J’ai un regard très positif sur les personnes qui prennent des risques, qui estiment avoir une idée géniale et qui essaient de la mettre en œuvre. C’est vrai que c’est quelque chose qui est assez propre à la culture nord-américaine, notamment à la Silicon Valley. Le fait d’avoir agi sur les circuits de financement pour permettre à ces créateurs de trouver l’argent pour développer leur idée, c’est bien aussi. C’était un vrai besoin. Il y a dix ans, quand je croisais un start-upper, très vite, j’entendais toujours le même discours : il ou elle avait décidé de partir aux États-Unis, parce que c’est là qu’on trouve des financements. Aujourd’hui c’est moins le cas, notamment grâce à la Banque publique d’investissement, mais aussi par une redynamisation et une ouverture à des capitaux étrangers de l’écosystème de financement.
En revanche, si par licorne, on entend une structure ultra capitalistique, mais totalement à côté de la réalité sociale et environnementale, alors non, ce n’est pas du tout ce dont on a besoin. Ce modèle de société n’est pas compatible avec la culture européenne, et notamment française. Je ne suis pas certaine qu’à ce jour, on ait trouvé le bon modèle dans le private equity pour financer les start-up, avec une demande de sortie à trois ans et un retour sur investissement de 15 %. À mon sens, ce n’est pas ce qui crée le plus de valeur sociale et environnementale. Nous sommes à un moment très intéressant, où le secteur financier, le secteur associatif, les entrepreneurs, les pouvoirs publics essaient d’inventer des modèles hybrides qui permettent de répondre à des objectifs multiples. Face au modèle des licornes telles qu’elles ont été définies par l’Américaine Aileen Lee, business angel venue du private equity aujourd’hui à la tête du fonds d’investissement Cowboy Ventures, ne peut-on pas proposer un modèle qui soit le nôtre, plus humaniste et un peu plus redistributif ?

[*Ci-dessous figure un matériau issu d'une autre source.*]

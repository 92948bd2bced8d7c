//! Tandem - paired scoring pipeline
//!
//! Fans each source record out to two independent processors over named
//! message channels and fans their scores back in through an aggregator
//! that emits one consolidated record per correlation id. The transport is
//! either an in-process channel bus or a durable, polling queue service.

pub mod aggregator;
pub mod bus;
pub mod config;
pub mod coordinator;
pub mod dispatch;
pub mod message;
pub mod processor;
pub mod report;
pub mod scoring;
pub mod source;
pub mod utils;

#[cfg(test)]
pub(crate) mod test_utils;
use super::*;
use crate::aggregator::PartialReason;
use crate::bus::{ChannelMessageBus, MockMessageBus};
use crate::config::DEFAULT_IDLE_TIMEOUT_SECS;
use crate::test_utils::{make_record, make_records, MockScorer, RecordingReportSink, StaticSourceProvider};

struct Fixture {
    scorer: Arc<MockScorer>,
    sink: Arc<RecordingReportSink>,
}

impl Fixture {
    fn new() -> Self {
        Self {
            scorer: Arc::new(MockScorer::new()),
            sink: Arc::new(RecordingReportSink::new()),
        }
    }

    fn coordinator(&self, bus: Arc<dyn MessageBus>, source: StaticSourceProvider) -> Coordinator {
        Coordinator::new(bus, Arc::new(source), self.scorer.clone(), self.sink.clone())
    }
}

#[tokio::test]
async fn test_full_run_consolidates_every_record() {
    let fixture = Fixture::new();
    fixture.scorer.set_score("worker1", 2).await;
    fixture.scorer.set_score("worker2", 9).await;
    let records = make_records(4);
    let coordinator = fixture.coordinator(
        Arc::new(ChannelMessageBus::new()),
        StaticSourceProvider::new(records.clone()),
    );

    let summary = coordinator.run(CancellationToken::new()).await.unwrap();

    assert!(summary.is_complete());
    assert_eq!(summary.dispatched, 4);
    assert_eq!(summary.records.len(), 4);
    for record in &records {
        let consolidated = summary
            .records
            .iter()
            .find(|r| r.correlation_id == record.correlation_id())
            .unwrap();
        assert_eq!(consolidated.consensus_score, 6);
    }

    let persisted = fixture.sink.persisted().await;
    assert_eq!(persisted.len(), 1);
    assert_eq!(persisted[0].len(), 4);

    assert_eq!(summary.processors.len(), 2);
    let total: usize = summary.processors.iter().map(|(_, s)| s.processed).sum();
    assert_eq!(total, 8);
}

#[tokio::test]
async fn test_duplicate_records_are_dispatched_once() {
    let fixture = Fixture::new();
    let record = make_record(0);
    let coordinator = fixture.coordinator(
        Arc::new(ChannelMessageBus::new()),
        StaticSourceProvider::new(vec![record.clone(), record.clone(), make_record(1)]),
    );

    let summary = coordinator.run(CancellationToken::new()).await.unwrap();

    assert!(summary.is_complete());
    assert_eq!(summary.dispatched, 2);
    assert_eq!(summary.records.len(), 2);
}

#[tokio::test]
async fn test_empty_batch_exits_early() {
    let fixture = Fixture::new();
    let coordinator = fixture.coordinator(
        Arc::new(ChannelMessageBus::new()),
        StaticSourceProvider::new(Vec::new()),
    );

    let summary = coordinator.run(CancellationToken::new()).await.unwrap();

    assert!(summary.is_complete());
    assert_eq!(summary.dispatched, 0);
    assert!(fixture.sink.persisted().await.is_empty());
    assert_eq!(fixture.scorer.call_count(), 0);
}

#[tokio::test]
async fn test_source_failure_aborts_run() {
    let fixture = Fixture::new();
    let coordinator = fixture.coordinator(
        Arc::new(ChannelMessageBus::new()),
        StaticSourceProvider::failing(),
    );

    let result = coordinator.run(CancellationToken::new()).await;

    assert!(matches!(result, Err(RunError::Source(_))));
}

#[tokio::test]
async fn test_dispatch_failure_aborts_run() {
    let fixture = Fixture::new();
    let bus = Arc::new(MockMessageBus::new());
    bus.set_fail_on_publish(true).await;
    let coordinator = fixture.coordinator(bus, StaticSourceProvider::new(make_records(2)));

    let result = coordinator.run(CancellationToken::new()).await;

    assert!(matches!(result, Err(RunError::Dispatch(BusError::Connection(_)))));
    assert!(fixture.sink.persisted().await.is_empty());
}

#[tokio::test]
async fn test_cancelled_before_dispatch() {
    let fixture = Fixture::new();
    let coordinator = fixture.coordinator(
        Arc::new(ChannelMessageBus::new()),
        StaticSourceProvider::new(make_records(2)),
    );
    let cancel = CancellationToken::new();
    cancel.cancel();

    let summary = coordinator.run(cancel).await.unwrap();

    assert_eq!(summary.outcome, AggregationOutcome::Cancelled);
    assert!(fixture.sink.persisted().await.is_empty());
}

#[tokio::test(start_paused = true)]
async fn test_unscorable_record_yields_partial_run() {
    let fixture = Fixture::new();
    fixture.scorer.fail_on_title("Post 2").await;
    let coordinator = fixture
        .coordinator(
            Arc::new(ChannelMessageBus::new()),
            StaticSourceProvider::new(make_records(3)),
        )
        .with_aggregation(AggregationConfig {
            budget_multiplier: 2,
            idle_timeout_secs: Some(10),
        });

    let summary = coordinator.run(CancellationToken::new()).await.unwrap();

    assert!(matches!(
        summary.outcome,
        AggregationOutcome::Partial { missing: 1, .. }
    ));
    assert_eq!(summary.records.len(), 2);
    let failed: usize = summary.processors.iter().map(|(_, s)| s.failed).sum();
    assert_eq!(failed, 2);
    assert_eq!(fixture.sink.persisted().await.len(), 1);
}

#[tokio::test(start_paused = true)]
async fn test_default_config_ends_run_when_a_result_never_arrives() {
    let fixture = Fixture::new();
    fixture.scorer.fail_on_title("Post 2").await;
    let coordinator = fixture.coordinator(
        Arc::new(ChannelMessageBus::new()),
        StaticSourceProvider::new(make_records(3)),
    );
    let started = tokio::time::Instant::now();

    let summary = tokio::time::timeout(
        Duration::from_secs(DEFAULT_IDLE_TIMEOUT_SECS * 2),
        coordinator.run(CancellationToken::new()),
    )
    .await
    .expect("run must end without explicit aggregation settings")
    .unwrap();

    assert_eq!(
        summary.outcome,
        AggregationOutcome::Partial {
            missing: 1,
            reason: PartialReason::IdleTimeout,
        }
    );
    assert_eq!(summary.records.len(), 2);
    assert!(started.elapsed() >= Duration::from_secs(DEFAULT_IDLE_TIMEOUT_SECS));
    assert_eq!(fixture.sink.persisted().await.len(), 1);
}

#[test]
fn test_dedup_keeps_first_occurrence_in_order() {
    let mut duplicate = make_record(0);
    duplicate.title = "Same URL, different title".to_string();
    let records = vec![make_record(0), make_record(1), duplicate, make_record(2)];

    let deduped = dedup_records(records);

    let titles: Vec<&str> = deduped.iter().map(|r| r.title.as_str()).collect();
    assert_eq!(titles, vec!["Post 0", "Post 1", "Post 2"]);
}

On parle beaucoup de sobriété, notamment depuis le dernier rapport du GIEC. Avezvous aussi cette réflexion avec la Croix-Rouge et les entrepreneur·es que vous accompagnez ?

J’aimerais vous répondre oui. J’espère que ce sera le cas à moyen et long terme. Aujourd’hui, la Croix-Rouge panse les plaies, elle apporte de l’aide aux plus vulnérables. Le sujet de la transition solidaire, c’est-à-dire le respect de l’environnement avec la recherche d’un impact social positif au cœur des modèles économiques, est essentiel. Mais cela pose aussi la question du financement, parce que lorsqu’on nous fait des dons, ce n’est pas pour financer l’idée d’un ou une entrepreneur·e, c’est pour aller aider les personnes qui bénéficient des maraudes sociales et de l’aide alimentaire. Et c’est normal. J’aimerais qu’on parvienne à orienter une partie des financements vers ces porteurs de projets qui inventent des solutions plus sobres. Ce n’est pas encore la priorité des financeurs et des politiques publiques. En revanche, on prend conscience de la nécessité de bien savoir identifier les projets, et de les accompagner. Tout le monde ne sait pas sortir des slides de business model en trois jours ! Il faut disposer d’un écosystème qui puisse monter en compétence et apporter de l’expertise aux porteurs de projets d’innovation sociale. C’est à cette condition que la Croix-Rouge, comme tous les autres acteurs qui poursuivent cet objectif, pourra affirmer avec certitude qu’elle contribue aux principes de sobriété sociale et écologique.

Qui est Axelle Lemaire ?

Née à Ottawa, au Canada, en 1974, Axelle Lemaire arrive en France à l’âge de 16 ans. Diplômée de Sciences po et d’un DEA de droit, membre du parti socialiste, elle est élue en 2012 députée des Français·es établi·es en Europe du Nord. Secrétaire d’État chargée du Numérique de 2014 à 2017, elle rejoint La Croix-Rouge française en 2022.